The article delves into key factors such as expense ratios, where BND charges just 0.03% annually compared to FIGB's 0.25%, a significant difference that can compound over time. Performance-wise, BND has historically outpaced FIGB, with a higher 1-year return rate and comparable or better risk-adjusted returns. Both ETFs maintain high credit quality, focusing on investment-grade bonds, but BND offers superior liquidity and a more diversified portfolio, including exposure to government, corporate, and agency bonds. In contrast, FIGB's focus on investment-grade bonds limits its diversification slightly.
For investors, this comparison underscores the importance of balancing cost and performance when selecting bond ETFs.

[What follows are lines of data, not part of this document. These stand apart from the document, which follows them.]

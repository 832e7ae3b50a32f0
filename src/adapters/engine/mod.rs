//! Container engine adapters.

pub mod mock;

pub use mock::MockContainerEngine;
//! Tracing setup.
//!
//! Json or pretty output with an `EnvFilter` seeded from the configured
//! level; `RUST_LOG` still wins when set. With a log directory configured,
//! output goes to a daily-rolled file through a non-blocking writer.

use anyhow::Result;
use tracing_appender::non_blocking::WorkerGuard;
use tracing_subscriber::{fmt, EnvFilter};

use crate::domain::models::LoggingConfig;

/// Initialise the global tracing subscriber. Call once at startup.
///
/// The returned guard, when present, must be held for the lifetime of the
/// process so buffered file output flushes on shutdown.
pub fn init(config: &LoggingConfig) -> Result<Option<WorkerGuard>> {
    let filter = EnvFilter::try_from_default_env()
        .unwrap_or_else(|_| EnvFilter::new(format!("runnerhub={}", config.level)));

    let (writer, guard) = match &config.directory {
        Some(directory) => {
            let appender = tracing_appender::rolling::daily(directory, "runnerhub.log");
            let (writer, guard) = tracing_appender::non_blocking(appender);
            (writer, Some(guard))
        }
        None => {
            let (writer, guard) = tracing_appender::non_blocking(std::io::stderr());
            (writer, Some(guard))
        }
    };

    match config.format.as_str() {
        "pretty" => {
            fmt()
                .with_env_filter(filter)
                .with_writer(writer)
                .with_target(true)
                .try_init()
                .map_err(|e| anyhow::anyhow!("failed to init tracing: {e}"))?;
        }
        _ => {
            fmt()
                .with_env_filter(filter)
                .with_writer(writer)
                .json()
                .with_current_span(false)
                .try_init()
                .map_err(|e| anyhow::anyhow!("failed to init tracing: {e}"))?;
        }
    }
    Ok(guard)
}
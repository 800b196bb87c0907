/*
 * Copyright 2025 Security Union LLC
 *
 * Licensed under either of
 *
 * * Apache License, Version 2.0
 *   (http://www.apache.org/licenses/LICENSE-2.0)
 * * MIT license
 *   (http://opensource.org/licenses/MIT)
 *
 * at your option.
 *
 * Unless you explicitly state otherwise, any contribution intentionally
 * submitted for inclusion in the work by you, as defined in the Apache-2.0
 * license, shall be dual licensed as above, without any additional terms or
 * conditions.
 */

//! The seam between the orchestrator and an LCEVC decoder.
//!
//! A backend owns whatever global resources it needs and hands out opaque
//! handles, one per decode session. The orchestrator only ever holds one.

use serde::{Deserialize, Serialize};
use std::fmt;

use crate::packet::{Level, TimeKey};

mod mock;
pub use self::mock::{DecoderEvent, MockDecoder, MockHandle};

/// Raw status code used by decoders for a generic bitstream error.
pub const GENERIC_STREAM_ERROR: i32 = 3;

/// Decoder status codes the orchestrator distinguishes.
#[derive(Debug, Clone, Copy, PartialEq, Eq, Hash, Serialize, Deserialize)]
pub enum ErrorCode {
    /// The bitstream could not be interpreted in the current decoder state,
    /// usually because global configuration is missing.
    GenericStream,
    /// The handle was used after being closed.
    Closed,
    Other(i32),
}

impl ErrorCode {
    pub fn from_raw(code: i32) -> Self {
        match code {
            GENERIC_STREAM_ERROR => ErrorCode::GenericStream,
            code => ErrorCode::Other(code),
        }
    }

    pub fn as_raw(self) -> i32 {
        match self {
            ErrorCode::GenericStream => GENERIC_STREAM_ERROR,
            ErrorCode::Closed => -1,
            ErrorCode::Other(code) => code,
        }
    }
}

impl fmt::Display for ErrorCode {
    fn fmt(&self, f: &mut fmt::Formatter<'_>) -> fmt::Result {
        match self {
            ErrorCode::GenericStream => write!(f, "generic stream error"),
            ErrorCode::Closed => write!(f, "decoder closed"),
            ErrorCode::Other(code) => write!(f, "decoder error {code}"),
        }
    }
}

/// What the decoder learned from parsing one enhancement payload.
#[derive(Debug, Clone, Copy, Default, PartialEq, Eq, Serialize, Deserialize)]
pub struct PictureInfo {
    pub width: u32,
    pub height: u32,
    /// Enhancement uses 1D transforms rather than 2D.
    pub is_1d: bool,
    pub has_base: bool,
    pub has_high: bool,
}

/// Residual plane produced by one of the enhancement sub-layers.
#[derive(Debug, Clone, Default, PartialEq, Eq, Serialize, Deserialize)]
pub struct PixelBuffer {
    pub width: u32,
    pub height: u32,
    #[serde(skip)]
    pub data: Vec<u8>,
}

/// The decoded enhancement for one render timestamp.
#[derive(Debug, Clone, PartialEq, Serialize)]
pub struct DecodedInfo {
    pub key: TimeKey,
    pub start_time: f64,
    pub end_time: f64,
    pub keyframe: bool,
    pub level: Level,
    pub picture: PictureInfo,
    pub base: Option<PixelBuffer>,
    pub high: Option<PixelBuffer>,
    /// Keys fed to the decoder to produce this frame, oldest first. Bridging
    /// packets come before the target.
    pub parse_log: Vec<TimeKey>,
}

/// A decoder the orchestrator can drive.
///
/// All calls happen on one thread, one at a time. Handles are owned by the
/// caller and must be given back to `close`.
pub trait DecoderBackend {
    type Handle;

    /// Creates a fresh decode session.
    fn open(&mut self) -> Result<Self::Handle, ErrorCode>;

    fn close(&mut self, handle: Self::Handle);

    /// Forgets accumulated temporal residuals so the next frame can only
    /// build on a keyframe. Global configuration survives.
    fn clear_temporal_state(&mut self, handle: &mut Self::Handle, level: Level);

    /// Feeds one enhancement payload.
    fn parse(&mut self, handle: &mut Self::Handle, payload: &[u8]) -> Result<PictureInfo, ErrorCode>;

    /// Residuals of the base sub-layer for the last parsed payload.
    fn decode_base(&mut self, handle: &mut Self::Handle) -> Result<PixelBuffer, ErrorCode>;

    /// Residuals of the high sub-layer for the last parsed payload.
    fn decode_high(&mut self, handle: &mut Self::Handle) -> Result<PixelBuffer, ErrorCode>;

    /// Status of the session's most recent call, consulted when `parse`
    /// fails.
    fn last_error(&self, handle: &Self::Handle) -> Option<ErrorCode>;
}
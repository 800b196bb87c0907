/*
 * Copyright 2025 Security Union LLC
 *
 * Licensed under either of
 *
 * * Apache License, Version 2.0
 *   (http://www.apache.org/licenses/LICENSE-2.0)
 * * MIT license
 *   (http://opensource.org/licenses/MIT)
 *
 * at your option.
 *
 * Unless you explicitly state otherwise, any contribution intentionally
 * submitted for inclusion in the work by you, as defined in the Apache-2.0
 * license, shall be dual licensed as above, without any additional terms or
 * conditions.
 */

//! # LCEVC residuals
//!
//! Time-indexed storage for LCEVC enhancement packets and the logic that
//! feeds them to a decoder in a temporally consistent order.
//!
//! A producer inserts demuxed samples into a [`PacketStore`]; a renderer asks
//! a [`DecodeOrchestrator`] for the enhancement covering each presentation
//! timestamp. The store resolves overlapping samples so every instant maps to
//! at most one packet. The orchestrator bridges skipped frames, restarts from
//! keyframes after seeks and recovers from decoder state loss.

pub mod bucket;
pub mod config;
pub mod decoder;
pub mod error;
pub mod guard;
pub mod orchestrator;
pub mod packet;
pub mod statistics;
pub mod store;

pub use config::{OrchestratorConfig, StoreConfig};
pub use decoder::{DecodedInfo, DecoderBackend, ErrorCode, MockDecoder, PictureInfo, PixelBuffer};
pub use error::{ResidualError, Result};
pub use guard::{ParseGuard, ParseState};
pub use orchestrator::{DecodeOrchestrator, SessionState};
pub use packet::{EnhancementSample, Level, Packet, TimeKey};
pub use statistics::{OrchestratorStats, StoreStats};
pub use store::PacketStore;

BND's combination of lower fees and competitive returns makes it a standout choice for long-term strategies. While both funds are viable core holdings, BND's edge in affordability and yield positions it as a more advantageous option for those aiming to maximize returns while minimizing expenses. This highlights the need for investors to carefully evaluate fund costs and performance when building their portfolios.